**Directions for this task:**
Extract, from the records beneath this instruction, each line that contains the word "level".
┄┄┄┄┄┄
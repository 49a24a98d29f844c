//! Index statistics tracking.

use std::fmt;
use std::sync::atomic::{AtomicU64, Ordering};

/// Statistics tracked by an open index.
///
/// Counters use `Ordering::Relaxed`; each is independent and only read
/// for reporting.
///
/// # Example
/// ```
/// use blockdex::IndexStats;
/// use std::sync::atomic::Ordering;
///
/// let stats = IndexStats::new();
/// stats.cache_hits.fetch_add(1, Ordering::Relaxed);
/// assert_eq!(stats.snapshot().cache_hits, 1);
/// ```
#[derive(Debug, Default)]
pub struct IndexStats {
    /// Node lookups served by the per-operation cache.
    pub cache_hits: AtomicU64,

    /// Node lookups that had to read a block.
    pub cache_misses: AtomicU64,

    /// Blocks read from the file.
    pub blocks_read: AtomicU64,

    /// Blocks written to the file, header included.
    pub blocks_written: AtomicU64,

    /// Node splits performed by inserts.
    pub splits: AtomicU64,
}

impl IndexStats {
    /// Create a new stats tracker with all counters at zero.
    pub fn new() -> Self {
        Self::default()
    }

    #[inline]
    pub(crate) fn bump(counter: &AtomicU64) {
        counter.fetch_add(1, Ordering::Relaxed);
    }

    /// Get a snapshot of current statistics.
    pub fn snapshot(&self) -> StatsSnapshot {
        StatsSnapshot {
            cache_hits: self.cache_hits.load(Ordering::Relaxed),
            cache_misses: self.cache_misses.load(Ordering::Relaxed),
            blocks_read: self.blocks_read.load(Ordering::Relaxed),
            blocks_written: self.blocks_written.load(Ordering::Relaxed),
            splits: self.splits.load(Ordering::Relaxed),
        }
    }

    /// Reset all counters to zero.
    pub fn reset(&self) {
        self.cache_hits.store(0, Ordering::Relaxed);
        self.cache_misses.store(0, Ordering::Relaxed);
        self.blocks_read.store(0, Ordering::Relaxed);
        self.blocks_written.store(0, Ordering::Relaxed);
        self.splits.store(0, Ordering::Relaxed);
    }
}

/// A point-in-time copy of [`IndexStats`].
#[derive(Debug, Clone, Copy, Default, PartialEq, Eq)]
pub struct StatsSnapshot {
    pub cache_hits: u64,
    pub cache_misses: u64,
    pub blocks_read: u64,
    pub blocks_written: u64,
    pub splits: u64,
}

impl StatsSnapshot {
    /// Calculate cache hit rate (0.0 to 1.0).
    pub fn hit_rate(&self) -> f64 {
        let total = self.cache_hits + self.cache_misses;
        if total == 0 {
            0.0
        } else {
            self.cache_hits as f64 / total as f64
        }
    }
}

impl fmt::Display for StatsSnapshot {
    fn fmt(&self, f: &mut fmt::Formatter<'_>) -> fmt::Result {
        write!(
            f,
            "Stats {{ reads: {}, writes: {}, splits: {}, cache hits: {}, misses: {}, hit_rate: {:.2}% }}",
            self.blocks_read,
            self.blocks_written,
            self.splits,
            self.cache_hits,
            self.cache_misses,
            self.hit_rate() * 100.0
        )
    }
}
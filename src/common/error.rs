//! Error types for blockdex.

use std::path::{Path, PathBuf};

use thiserror::Error;

use super::config::BLOCK_SIZE;

/// Convenient Result type alias.
///
/// Instead of writing `Result<T, Error>` everywhere, we can write `Result<T>`.
pub type Result<T> = std::result::Result<T, Error>;

/// Broad classes of failure.
///
/// The command layer uses this to decide between aborting and carrying on.
#[derive(Debug, Clone, Copy, PartialEq, Eq)]
pub enum ErrorKind {
    /// The file is not a valid index, or a block is malformed.
    Format,
    /// A file that must (or must not) exist is in the wrong state.
    Precondition,
    /// Text that should hold a number does not.
    Parse,
    /// The operating system refused a read or write.
    Io,
}

/// All possible errors in blockdex.
#[derive(Debug, Error)]
pub enum Error {
    /// I/O error from disk operations.
    #[error("I/O error: {0}")]
    Io(#[from] std::io::Error),

    /// Block 0 does not start with the magic tag.
    #[error("bad magic {:?}, not an index file", String::from_utf8_lossy(.found))]
    BadMagic { found: [u8; 8] },

    /// Fewer than a full block could be read.
    #[error("block {block} is truncated ({len} of {BLOCK_SIZE} bytes)")]
    TruncatedBlock { block: u64, len: usize },

    /// A node block decoded to something that cannot be a valid node.
    #[error("block {block} is corrupt: {reason}")]
    CorruptNode { block: u64, reason: String },

    /// `create` or `extract` target already exists.
    #[error("{} already exists", .0.display())]
    AlreadyExists(PathBuf),

    /// Index file (or CSV input) does not exist.
    #[error("{} does not exist", .0.display())]
    NotFound(PathBuf),

    /// A key or value could not be parsed as an unsigned integer.
    #[error("invalid {what} {input:?}: expected an unsigned 64-bit integer")]
    Parse { what: &'static str, input: String },

    /// Another error, tagged with the file it concerns.
    #[error("{}: {source}", .path.display())]
    InFile {
        path: PathBuf,
        #[source]
        source: Box<Error>,
    },
}

impl Error {
    /// Classify this error.
    pub fn kind(&self) -> ErrorKind {
        match self {
            Error::Io(_) => ErrorKind::Io,
            Error::BadMagic { .. } | Error::TruncatedBlock { .. } | Error::CorruptNode { .. } => {
                ErrorKind::Format
            }
            Error::AlreadyExists(_) | Error::NotFound(_) => ErrorKind::Precondition,
            Error::Parse { .. } => ErrorKind::Parse,
            Error::InFile { source, .. } => source.kind(),
        }
    }

    /// Name `path` as the file this error concerns.
    ///
    /// Errors that already carry their own path, and parse errors, which
    /// concern command-line text or a CSV row, come back unchanged.
    pub fn in_file(self, path: &Path) -> Self {
        match self {
            Error::AlreadyExists(_)
            | Error::NotFound(_)
            | Error::Parse { .. }
            | Error::InFile { .. } => self,
            other => Error::InFile {
                path: path.to_path_buf(),
                source: Box::new(other),
            },
        }
    }

    /// The innermost error, with any file tag removed.
    pub fn root(&self) -> &Error {
        match self {
            Error::InFile { source, .. } => source.root(),
            other => other,
        }
    }

    pub(crate) fn corrupt(block: u64, reason: impl Into<String>) -> Self {
        Error::CorruptNode {
            block,
            reason: reason.into(),
        }
    }
}
//! Command-line interface definitions.

use clap::{Parser, Subcommand};
use std::net::SocketAddr;

#[derive(Parser)]
#[command(
    name = "tourmuse-server",
    version,
    about = "Trip planning backend driven by LLM agents"
)]
pub struct Cli {
    #[command(subcommand)]
    pub command: Commands,
}

#[derive(Subcommand)]
pub enum Commands {
    /// Start the HTTP server
    Serve {
        /// Bind address, overriding the configured host and port
        #[arg(long)]
        addr: Option<SocketAddr>,
    },
}
//! Configuration management with layered settings.
//!
//! Settings are resolved from three layers, later layers winning: the
//! embedded `config.toml` defaults, an optional `config.toml` next to the
//! binary, and `TOURMUSE__`-prefixed environment variables (for example
//! `TOURMUSE__ENGINE__MODEL=mistral`; `server.cors_origins` takes a
//! comma-separated list).

use anyhow::{bail, Result};
use config::{Config, Environment, File, FileFormat};
use serde::Deserialize;

const DEFAULT_CONFIG: &str = include_str!("../config.toml");

/// Top-level settings for the backend.
#[derive(Debug, Clone, Default, Deserialize)]
#[serde(default)]
pub struct Settings {
    pub server: ServerConfig,
    pub logging: LoggingConfig,
    pub engine: EngineConfig,
    pub context: ContextConfig,
}

/// HTTP server configuration.
#[derive(Debug, Clone, Deserialize)]
#[serde(default)]
pub struct ServerConfig {
    pub host: String,
    pub port: u16,
    pub enable_cors: bool,
    pub cors_origins: Vec<String>,
}

impl Default for ServerConfig {
    fn default() -> Self {
        Self {
            host: "127.0.0.1".to_string(),
            port: 8000,
            enable_cors: true,
            cors_origins: vec!["*".to_string()],
        }
    }
}

/// Logging configuration.
#[derive(Debug, Clone, Deserialize)]
#[serde(default)]
pub struct LoggingConfig {
    pub level: String,
    pub format: String,
}

impl Default for LoggingConfig {
    fn default() -> Self {
        Self {
            level: "info".to_string(),
            format: "text".to_string(),
        }
    }
}

/// Completion engine configuration.
#[derive(Debug, Clone, Deserialize)]
#[serde(default)]
pub struct EngineConfig {
    /// Engine backend, `ollama` or `echo`.
    pub provider: String,
    pub model: String,
    pub base_url: String,
    pub timeout_seconds: u64,
}

impl Default for EngineConfig {
    fn default() -> Self {
        Self {
            provider: "ollama".to_string(),
            model: "llama3.2".to_string(),
            base_url: "http://localhost:11434".to_string(),
            timeout_seconds: 120,
        }
    }
}

/// Per-user context store configuration.
#[derive(Debug, Clone, Deserialize)]
#[serde(default)]
pub struct ContextConfig {
    /// Upper bound on tracked users before the oldest entry is evicted.
    pub max_users: usize,
    /// Optional idle expiry for stored contexts, in seconds.
    pub ttl_seconds: Option<u64>,
}

impl Default for ContextConfig {
    fn default() -> Self {
        Self {
            max_users: 10_000,
            ttl_seconds: None,
        }
    }
}

impl Settings {
    /// Load settings from embedded defaults, an optional local config file,
    /// and environment variables.
    pub fn load() -> Result<Self> {
        let builder = Config::builder()
            .add_source(File::from_str(DEFAULT_CONFIG, FileFormat::Toml))
            .add_source(File::with_name("config").required(false))
            .add_source(
                Environment::with_prefix("TOURMUSE")
                    .separator("__")
                    .list_separator(",")
                    // Only cors_origins is list-typed; unscoped list parsing
                    // would swallow every string-typed override.
                    .with_list_parse_key("server.cors_origins")
                    .try_parsing(true),
            );

        let settings: Settings = builder.build()?.try_deserialize()?;
        settings.validate()?;
        Ok(settings)
    }

    /// Validate settings for consistency.
    pub fn validate(&self) -> Result<()> {
        if self.server.port == 0 {
            bail!("server.port must be non-zero");
        }
        match self.engine.provider.as_str() {
            "ollama" => {
                if self.engine.base_url.trim().is_empty() {
                    bail!("engine.base_url must be set for the ollama provider");
                }
                if self.engine.model.trim().is_empty() {
                    bail!("engine.model must be set for the ollama provider");
                }
            }
            "echo" => {}
            other => bail!("unknown engine.provider '{}', expected ollama or echo", other),
        }
        if !matches!(self.logging.format.as_str(), "text" | "json") {
            bail!("logging.format must be 'text' or 'json'");
        }
        if self.context.max_users == 0 {
            bail!("context.max_users must be at least 1");
        }
        Ok(())
    }
}

#[cfg(test)]
mod tests {
    use super::*;

    #[test]
    fn defaults_pass_validation() {
        Settings::default().validate().unwrap();
    }

    #[test]
    fn embedded_config_matches_the_coded_defaults() {
        let settings: Settings = Config::builder()
            .add_source(File::from_str(DEFAULT_CONFIG, FileFormat::Toml))
            .build()
            .unwrap()
            .try_deserialize()
            .unwrap();

        settings.validate().unwrap();
        assert_eq!(settings.server.port, 8000);
        assert_eq!(settings.engine.provider, "ollama");
        assert_eq!(settings.context.max_users, 10_000);
        assert!(settings.context.ttl_seconds.is_none());
    }

    #[test]
    fn environment_variables_override_the_defaults() {
        std::env::set_var("TOURMUSE__ENGINE__MODEL", "mistral");
        std::env::set_var(
            "TOURMUSE__SERVER__CORS_ORIGINS",
            "http://localhost:3000,http://localhost:5173",
        );
        let settings = Settings::load().unwrap();
        std::env::remove_var("TOURMUSE__ENGINE__MODEL");
        std::env::remove_var("TOURMUSE__SERVER__CORS_ORIGINS");

        // String-typed overrides must stay strings; only cors_origins is
        // split on commas.
        assert_eq!(settings.engine.model, "mistral");
        assert_eq!(settings.engine.provider, "ollama");
        assert_eq!(
            settings.server.cors_origins,
            vec!["http://localhost:3000", "http://localhost:5173"]
        );
    }

    #[test]
    fn zero_port_is_rejected() {
        let mut settings = Settings::default();
        settings.server.port = 0;
        assert!(settings.validate().is_err());
    }

    #[test]
    fn unknown_provider_is_rejected() {
        let mut settings = Settings::default();
        settings.engine.provider = "gpt".to_string();
        let err = settings.validate().unwrap_err();
        assert!(err.to_string().contains("engine.provider"));
    }

    #[test]
    fn ollama_without_a_base_url_is_rejected() {
        let mut settings = Settings::default();
        settings.engine.base_url = "  ".to_string();
        assert!(settings.validate().is_err());
    }

    #[test]
    fn echo_provider_needs_no_base_url() {
        let mut settings = Settings::default();
        settings.engine.provider = "echo".to_string();
        settings.engine.base_url = String::new();
        settings.validate().unwrap();
    }

    #[test]
    fn unknown_log_format_is_rejected() {
        let mut settings = Settings::default();
        settings.logging.format = "xml".to_string();
        assert!(settings.validate().is_err());
    }

    #[test]
    fn zero_max_users_is_rejected() {
        let mut settings = Settings::default();
        settings.context.max_users = 0;
        assert!(settings.validate().is_err());
    }
}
┄┄┄┄┄┄
**Response area:**
/// Top-level settings for the backend.
    pub level: String,
            level: "info".to_string(),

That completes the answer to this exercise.